5
Jaswinda
Du wirst ohne sie nicht überleben. Wieder und wieder spielten sich diese Worte in ihrem Kopf ab.
Und allen Geschehnissen zum Trotz wollte sie es. Leben!
Sie sah zu ihrer Herrin, sie würde nie wieder ihr Vertrauen zurückgewinnen, doch das musste sie auch nicht. Sie würde einfach unentbehrlich für sie werden müssen. Egal was es kostete.
***
Mia
Jaswindas Eingreifen kam unerwartet, doch wie gerufen. Selbst wenn ich nicht umhin kam, mich zu wundern. Und zu Sorgen. Was ging in ihrem Kopf vor? Ihr Blick schien nichts gutes zu erahnen, doch ich sah den Kampfgeist in ihr, den ich gesehen habe, als sie ins Feuer hatte rennen wollen, um längst zu Asche gewordene Skelette zu retten. Das versprach etwas gutes zu werden.
„Du meine Güte, kommen sie alle wieder runter", sagte ich, ungefähr genau am Höhepunkt der Spannungsgeladenen Spitze. Alistair hatte bereits die Hand in Richtung seiner Waffe geschoben.
Die Eskalation einer Situation war mir nichts neues. Wie oft war ich solchen Gegebenheiten ausgesetzt gewesen? Der Etikette der hohen Gesellschaft fremd, war ich von einem Fettnäpfchen ins nächste getreten, war mit Menschen konfrontiert worden, die mich dem Namen Lockheart nicht als würdig ansehen.

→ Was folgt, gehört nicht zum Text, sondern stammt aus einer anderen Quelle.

/// Subscription State Machine
///
/// Actor-style finite state machine orchestrating a subscription's
/// lifecycle. States mirror the persisted subscription statuses plus the
/// transitional states a running invoke passes through; `error` is
/// terminal and carries the externally reported failure message. Events
/// arrive on a per-instance FIFO queue so two events can never drive two
/// overlapping invokes, and every status-tagged transition writes
/// `{status, active}` back to the subscription row in its own short
/// transaction.

use chrono::{DateTime, Utc};
use std::sync::Arc;
use std::time::Duration;
use tokio::sync::{mpsc, oneshot};
use tracing::{debug, error, info};

use crate::database::DatabaseManager;
use crate::error::{BillingError, BillingResult};
use crate::invoice_assembler::InvoiceAssembler;
use crate::period_materializer::{PeriodMaterializer, PhaseChange};
use crate::types::*;

/// Default wait for a machine answer.
pub const SEND_TIMEOUT: Duration = Duration::from_secs(10);
/// Renewal runs calendar math plus two row updates.
pub const RENEW_TIMEOUT: Duration = Duration::from_secs(15);
/// Invoicing touches many rows and may suspend on the provider.
pub const INVOICE_TIMEOUT: Duration = Duration::from_secs(30);

/// Machine states. Stable states correspond to persisted statuses;
/// transitional states are only observable while an invoke is running.
#[derive(Debug, Clone, Copy, PartialEq, Eq)]
pub enum MachineState {
    Loading,
    Restored,
    Trialing,
    Active,
    PastDue,
    GeneratingBillingPeriods,
    Invoicing,
    Renewing,
    Canceling,
    Changing,
    Expiring,
    Canceled,
    Expired,
    Error,
}

impl MachineState {
    pub fn as_str(&self) -> &'static str {
        match self {
            MachineState::Loading => "loading",
            MachineState::Restored => "restored",
            MachineState::Trialing => "trialing",
            MachineState::Active => "active",
            MachineState::PastDue => "past_due",
            MachineState::GeneratingBillingPeriods => "generating_billing_periods",
            MachineState::Invoicing => "invoicing",
            MachineState::Renewing => "renewing",
            MachineState::Canceling => "canceling",
            MachineState::Changing => "changing",
            MachineState::Expiring => "expiring",
            MachineState::Canceled => "canceled",
            MachineState::Expired => "expired",
            MachineState::Error => "error",
        }
    }

    pub fn is_terminal(&self) -> bool {
        matches!(
            self,
            MachineState::Canceled | MachineState::Expired | MachineState::Error
        )
    }

    fn from_status(status: SubscriptionStatus) -> Self {
        match status {
            SubscriptionStatus::Trialing => MachineState::Trialing,
            SubscriptionStatus::Active => MachineState::Active,
            SubscriptionStatus::PastDue => MachineState::PastDue,
            SubscriptionStatus::Canceled => MachineState::Canceled,
            SubscriptionStatus::Expired => MachineState::Expired,
        }
    }

    fn status(&self) -> Option<SubscriptionStatus> {
        match self {
            MachineState::Trialing => Some(SubscriptionStatus::Trialing),
            MachineState::Active => Some(SubscriptionStatus::Active),
            MachineState::PastDue => Some(SubscriptionStatus::PastDue),
            MachineState::Canceled => Some(SubscriptionStatus::Canceled),
            MachineState::Expired => Some(SubscriptionStatus::Expired),
            _ => None,
        }
    }
}

/// External events accepted by the machine.
#[derive(Debug, Clone)]
pub enum MachineEvent {
    BillingPeriod,
    Invoice,
    Renew,
    Cancel,
    Change(PhaseChange),
    PaymentSuccess,
    PaymentFailure,
    InvoiceSuccess,
    InvoiceFailure,
}

impl MachineEvent {
    pub fn name(&self) -> &'static str {
        match self {
            MachineEvent::BillingPeriod => "BILLING_PERIOD",
            MachineEvent::Invoice => "INVOICE",
            MachineEvent::Renew => "RENEW",
            MachineEvent::Cancel => "CANCEL",
            MachineEvent::Change(_) => "CHANGE",
            MachineEvent::PaymentSuccess => "PAYMENT_SUCCESS",
            MachineEvent::PaymentFailure => "PAYMENT_FAILURE",
            MachineEvent::InvoiceSuccess => "INVOICE_SUCCESS",
            MachineEvent::InvoiceFailure => "INVOICE_FAILURE",
        }
    }
}

/// Observable machine state after an event settles.
#[derive(Debug, Clone)]
pub struct MachineSnapshot {
    pub state: MachineState,
    pub has_due_billing_periods: bool,
    pub error: Option<String>,
}

/// Collaborators a machine instance needs.
#[derive(Clone)]
pub struct MachineServices {
    pub db: Arc<DatabaseManager>,
    pub materializer: Arc<PeriodMaterializer>,
    pub assembler: Arc<InvoiceAssembler>,
}

struct Envelope {
    event: MachineEvent,
    now: DateTime<Utc>,
    reply: oneshot::Sender<BillingResult<MachineSnapshot>>,
}

/// Handle to a spawned machine instance. Dropping the handle stops the
/// instance once its queue drains.
pub struct SubscriptionMachine {
    tx: mpsc::UnboundedSender<Envelope>,
    subscription_id: String,
}

impl SubscriptionMachine {
    /// Load a subscription and settle into its stable state
    /// (`loading -> restored -> <status>`). Load failures surface as the
    /// terminal error state.
    pub async fn spawn(
        services: MachineServices,
        project_id: &str,
        subscription_id: &str,
        now: DateTime<Utc>,
    ) -> BillingResult<Self> {
        let mut runtime = MachineRuntime::load(services, project_id, subscription_id, now).await?;
        let (tx, mut rx) = mpsc::unbounded_channel::<Envelope>();
        let id = subscription_id.to_string();
        tokio::spawn(async move {
            // FIFO: one envelope at a time, in arrival order.
            while let Some(envelope) = rx.recv().await {
                let result = runtime.handle(envelope.event, envelope.now).await;
                let _ = envelope.reply.send(result);
            }
            debug!(subscription_id = %runtime.subscription_id, "machine instance stopped");
        });
        Ok(Self {
            tx,
            subscription_id: id,
        })
    }

    /// Send an event and wait for the machine to settle, bounded by
    /// `timeout`. A timeout leaves the in-flight invoke to finish on the
    /// queue but reports a typed error to the caller.
    pub async fn send_and_wait(
        &self,
        event: MachineEvent,
        now: DateTime<Utc>,
        timeout: Duration,
    ) -> BillingResult<MachineSnapshot> {
        let name = event.name();
        let (reply, rx) = oneshot::channel();
        self.tx
            .send(Envelope { event, now, reply })
            .map_err(|_| BillingError::Conflict(format!(
                "machine for subscription {} is gone",
                self.subscription_id
            )))?;
        match tokio::time::timeout(timeout, rx).await {
            Ok(Ok(result)) => result,
            Ok(Err(_)) => Err(BillingError::Conflict(format!(
                "machine for subscription {} dropped the event",
                self.subscription_id
            ))),
            Err(_) => Err(BillingError::Timeout {
                waiting_for: format!("{} on subscription {}", name, self.subscription_id),
                timeout_ms: timeout.as_millis() as u64,
            }),
        }
    }
}

/// Guard evaluation with the failed predicate names, for precise error
/// messages.
struct GuardCheck {
    failed: Vec<&'static str>,
}

impl GuardCheck {
    fn new() -> Self {
        Self { failed: Vec::new() }
    }

    fn require(&mut self, name: &'static str, ok: bool) -> &mut Self {
        if !ok {
            self.failed.push(name);
        }
        self
    }

    fn ok(&self) -> bool {
        self.failed.is_empty()
    }

    fn into_error(self, state: MachineState, event: &MachineEvent) -> BillingError {
        BillingError::GuardRejected {
            state: state.as_str().to_string(),
            event: event.name().to_string(),
            failed: self.failed.iter().map(|s| s.to_string()).collect(),
        }
    }
}

struct MachineRuntime {
    services: MachineServices,
    project_id: String,
    subscription_id: String,
    state: MachineState,
    subscription: Subscription,
    phase: Option<SubscriptionPhase>,
    plan: Option<PlanVersion>,
    has_due_billing_periods: bool,
    error: Option<String>,
}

Doch nie hatte ich eine solche Situation bewusst provoziert. Erst recht nicht einer hoch Schwangeren Frau gegenüber.
„My Lady!", protestierte Jaswinda, als hätte ich sie persönlich angegriffen.
„Sie haben angefangen!", schnitt Sophie ein.
„Ich habe etwas unbedachtes gefragt", lenkte ich ein. Es war Instinkt, oder meine Erfahrung von früheren Gegebenheiten, doch ich wusste genau, was ich sagen musste. „Ich wollte keinesfalls diese Eskalation der Situation erreichen."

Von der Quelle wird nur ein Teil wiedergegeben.